---- Material provided

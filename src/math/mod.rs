//! Vector and matrix primitives for the rendering pipeline.

pub mod mat4;
pub mod vec3;
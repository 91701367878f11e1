//! Orbital camera for scene viewing.
//!
//! # Coordinate System
//!
//! Uses a **right-handed** coordinate system:
//! - X: positive right
//! - Y: positive up
//! - Z: positive toward the viewer (camera looks down -Z in view space)
//!
//! # Orientation
//!
//! The camera is defined by a position and a target point rather than
//! angles; the view basis is rebuilt from those on every query. Only the
//! horizontal orbit around the target carries accumulated angle state.

use crate::math::mat4::Mat4;
use crate::math::vec3::Vec3;

const DEFAULT_FOV_DEGREES: f32 = 60.0;
const DEFAULT_ASPECT_RATIO: f32 = 16.0 / 9.0;
const DEFAULT_NEAR_PLANE: f32 = 0.1;
const DEFAULT_FAR_PLANE: f32 = 100.0;

/// A look-at camera orbiting and strafing around a target point.
///
/// View and projection matrices are derived on demand from the current
/// state; nothing is cached, so there is no invalidation to get wrong.
#[derive(Debug, Clone)]
pub struct Camera {
    position: Vec3,
    target: Vec3,
    up: Vec3,
    fov: f32, // vertical field of view (radians)
    aspect_ratio: f32,
    near_plane: f32,
    far_plane: f32,
    /// Accumulated horizontal orbit angle around the target (radians).
    orbit_angle: f32,
}

impl Default for Camera {
    fn default() -> Self {
        Self::new(Vec3::new(0.0, 0.0, 5.0), Vec3::ZERO)
    }
}

impl Camera {
    /// Creates a camera at `position` looking at `target` with the default
    /// lens: 60 degree vertical field of view, 16:9 aspect ratio.
    pub fn new(position: Vec3, target: Vec3) -> Self {
        Self::with_settings(
            position,
            target,
            Vec3::UP,
            DEFAULT_FOV_DEGREES,
            DEFAULT_ASPECT_RATIO,
        )
    }

    /// Creates a camera with an explicit up vector and lens settings.
    ///
    /// # Arguments
    ///
    /// * `fov_degrees` - Vertical field of view in degrees; stored as radians.
    /// * `aspect_ratio` - Viewport width / height.
    pub fn with_settings(
        position: Vec3,
        target: Vec3,
        up: Vec3,
        fov_degrees: f32,
        aspect_ratio: f32,
    ) -> Self {
        Self {
            position,
            target,
            up,
            fov: fov_degrees.to_radians(),
            aspect_ratio,
            near_plane: DEFAULT_NEAR_PLANE,
            far_plane: DEFAULT_FAR_PLANE,
            orbit_angle: 0.0,
        }
    }

    // =========================================================================
    // Matrix Generation
    // =========================================================================

    /// Computes the view matrix transforming world coordinates to camera
    /// space. Rebuilt from position/target/up on every call.
    pub fn view_matrix(&self) -> Mat4 {
        Mat4::look_at(self.position, self.target, self.up)
    }

    /// Computes the perspective projection matrix for the current lens.
    pub fn projection_matrix(&self) -> Mat4 {
        Mat4::perspective(self.fov, self.aspect_ratio, self.near_plane, self.far_plane)
    }

    // =========================================================================
    // Movement
    // =========================================================================

    /// Moves the camera along its viewing direction.
    ///
    /// Position and target translate together, so the view direction is
    /// unchanged and the move is exactly reversible with `-distance`.
    pub fn move_forward(&mut self, distance: f32) {
        let forward = (self.target - self.position).normalize();
        self.position = self.position + forward * distance;
        self.target = self.target + forward * distance;
    }

    /// Strafes the camera perpendicular to its viewing direction.
    /// Position and target translate together.
    pub fn move_right(&mut self, distance: f32) {
        let forward = (self.target - self.position).normalize();
        let right = forward.cross(self.up).normalize();
        self.position = self.position + right * distance;
        self.target = self.target + right * distance;
    }

    /// Orbits the camera around its target on a sphere of the current
    /// radius.
    ///
    /// `angle_y` accumulates into the stored orbit angle across calls;
    /// `angle_x` (elevation) is applied fresh each call. Angles are radians.
    pub fn rotate_around_target(&mut self, angle_x: f32, angle_y: f32) {
        let radius = (self.position - self.target).magnitude();
        self.orbit_angle += angle_y;

        self.position = self.target
            + Vec3::new(
                radius * self.orbit_angle.cos() * angle_x.cos(),
                radius * angle_x.sin(),
                radius * self.orbit_angle.sin() * angle_x.cos(),
            );
    }

    // =========================================================================
    // Queries
    // =========================================================================

    /// Returns the camera's world position.
    pub fn position(&self) -> Vec3 {
        self.position
    }

    /// Returns the point the camera is looking at.
    pub fn target(&self) -> Vec3 {
        self.target
    }

    /// Returns the camera's up direction.
    pub fn up(&self) -> Vec3 {
        self.up
    }

    /// Returns the vertical field of view in radians.
    pub fn fov(&self) -> f32 {
        self.fov
    }

    pub fn aspect_ratio(&self) -> f32 {
        self.aspect_ratio
    }

    pub fn near_plane(&self) -> f32 {
        self.near_plane
    }

    pub fn far_plane(&self) -> f32 {
        self.far_plane
    }

    /// Returns the accumulated horizontal orbit angle in radians.
    pub fn orbit_angle(&self) -> f32 {
        self.orbit_angle
    }
}

// =============================================================================
// Tests
// =============================================================================

#[cfg(test)]
mod tests {
    use super::*;
    use approx::assert_relative_eq;

    #[test]
    fn default_camera_looks_at_origin_from_z() {
        let camera = Camera::default();
        assert_eq!(camera.position(), Vec3::new(0.0, 0.0, 5.0));
        assert_eq!(camera.target(), Vec3::ZERO);
        assert_relative_eq!(camera.fov(), 60.0f32.to_radians());
        assert_relative_eq!(camera.aspect_ratio(), 16.0 / 9.0);
    }

    #[test]
    fn move_forward_preserves_view_direction() {
        let mut camera = Camera::new(Vec3::new(0.0, 0.0, 5.0), Vec3::ZERO);
        let direction_before = (camera.target() - camera.position()).normalize();

        camera.move_forward(2.0);

        let direction_after = (camera.target() - camera.position()).normalize();
        assert_relative_eq!(direction_after.x, direction_before.x, epsilon = 1e-6);
        assert_relative_eq!(direction_after.y, direction_before.y, epsilon = 1e-6);
        assert_relative_eq!(direction_after.z, direction_before.z, epsilon = 1e-6);
        assert_relative_eq!(camera.position().z, 3.0, epsilon = 1e-6);
    }

    #[test]
    fn move_forward_then_back_returns_to_start() {
        let mut camera = Camera::new(Vec3::new(1.0, 2.0, 5.0), Vec3::new(0.0, 1.0, 0.0));
        let start = camera.position();

        camera.move_forward(3.0);
        camera.move_forward(-3.0);

        assert_relative_eq!(camera.position().x, start.x, epsilon = 1e-5);
        assert_relative_eq!(camera.position().y, start.y, epsilon = 1e-5);
        assert_relative_eq!(camera.position().z, start.z, epsilon = 1e-5);
    }

    #[test]
    fn move_right_is_perpendicular_to_view() {
        let mut camera = Camera::new(Vec3::new(0.0, 0.0, 5.0), Vec3::ZERO);
        let forward = (camera.target() - camera.position()).normalize();
        let before = camera.position();

        camera.move_right(2.0);

        let offset = camera.position() - before;
        assert_relative_eq!(offset.dot(forward), 0.0, epsilon = 1e-5);
        assert_relative_eq!(offset.magnitude(), 2.0, epsilon = 1e-5);
    }

    #[test]
    fn orbit_preserves_distance_to_target() {
        let mut camera = Camera::new(Vec3::new(0.0, 0.0, 5.0), Vec3::ZERO);
        let radius = (camera.position() - camera.target()).magnitude();

        camera.rotate_around_target(0.3, 1.2);

        let new_radius = (camera.position() - camera.target()).magnitude();
        assert_relative_eq!(new_radius, radius, epsilon = 1e-5);
    }

    #[test]
    fn orbit_angle_accumulates_across_calls() {
        let mut stepped = Camera::new(Vec3::new(0.0, 0.0, 5.0), Vec3::ZERO);
        stepped.rotate_around_target(0.0, 0.5);
        stepped.rotate_around_target(0.0, 0.5);

        let mut direct = Camera::new(Vec3::new(0.0, 0.0, 5.0), Vec3::ZERO);
        direct.rotate_around_target(0.0, 1.0);

        assert_relative_eq!(stepped.orbit_angle(), direct.orbit_angle());
        assert_relative_eq!(stepped.position().x, direct.position().x, epsilon = 1e-5);
        assert_relative_eq!(stepped.position().y, direct.position().y, epsilon = 1e-5);
        assert_relative_eq!(stepped.position().z, direct.position().z, epsilon = 1e-5);
    }

    #[test]
    fn view_matrix_maps_position_to_origin() {
        let camera = Camera::new(Vec3::new(5.0, 3.0, 5.0), Vec3::ZERO);
        let view = camera.view_matrix();

        let eye = view.transform_point(camera.position());
        assert_relative_eq!(eye.x, 0.0, epsilon = 1e-5);
        assert_relative_eq!(eye.y, 0.0, epsilon = 1e-5);
        assert_relative_eq!(eye.z, 0.0, epsilon = 1e-5);
    }

    #[test]
    fn projection_matrix_uses_lens_settings() {
        let camera = Camera::with_settings(
            Vec3::new(0.0, 0.0, 5.0),
            Vec3::ZERO,
            Vec3::UP,
            90.0,
            2.0,
        );
        let projection = camera.projection_matrix();

        // For a 90 degree fov, 1 / tan(fov / 2) is exactly 1.
        assert_relative_eq!(projection.get(1, 1), 1.0, epsilon = 1e-5);
        assert_relative_eq!(projection.get(0, 0), 0.5, epsilon = 1e-5);
    }
}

--------

Every line above with the word "crate" belongs in the answer, copied as written.

use crate::math::mat4::Mat4;
use crate::math::vec3::Vec3;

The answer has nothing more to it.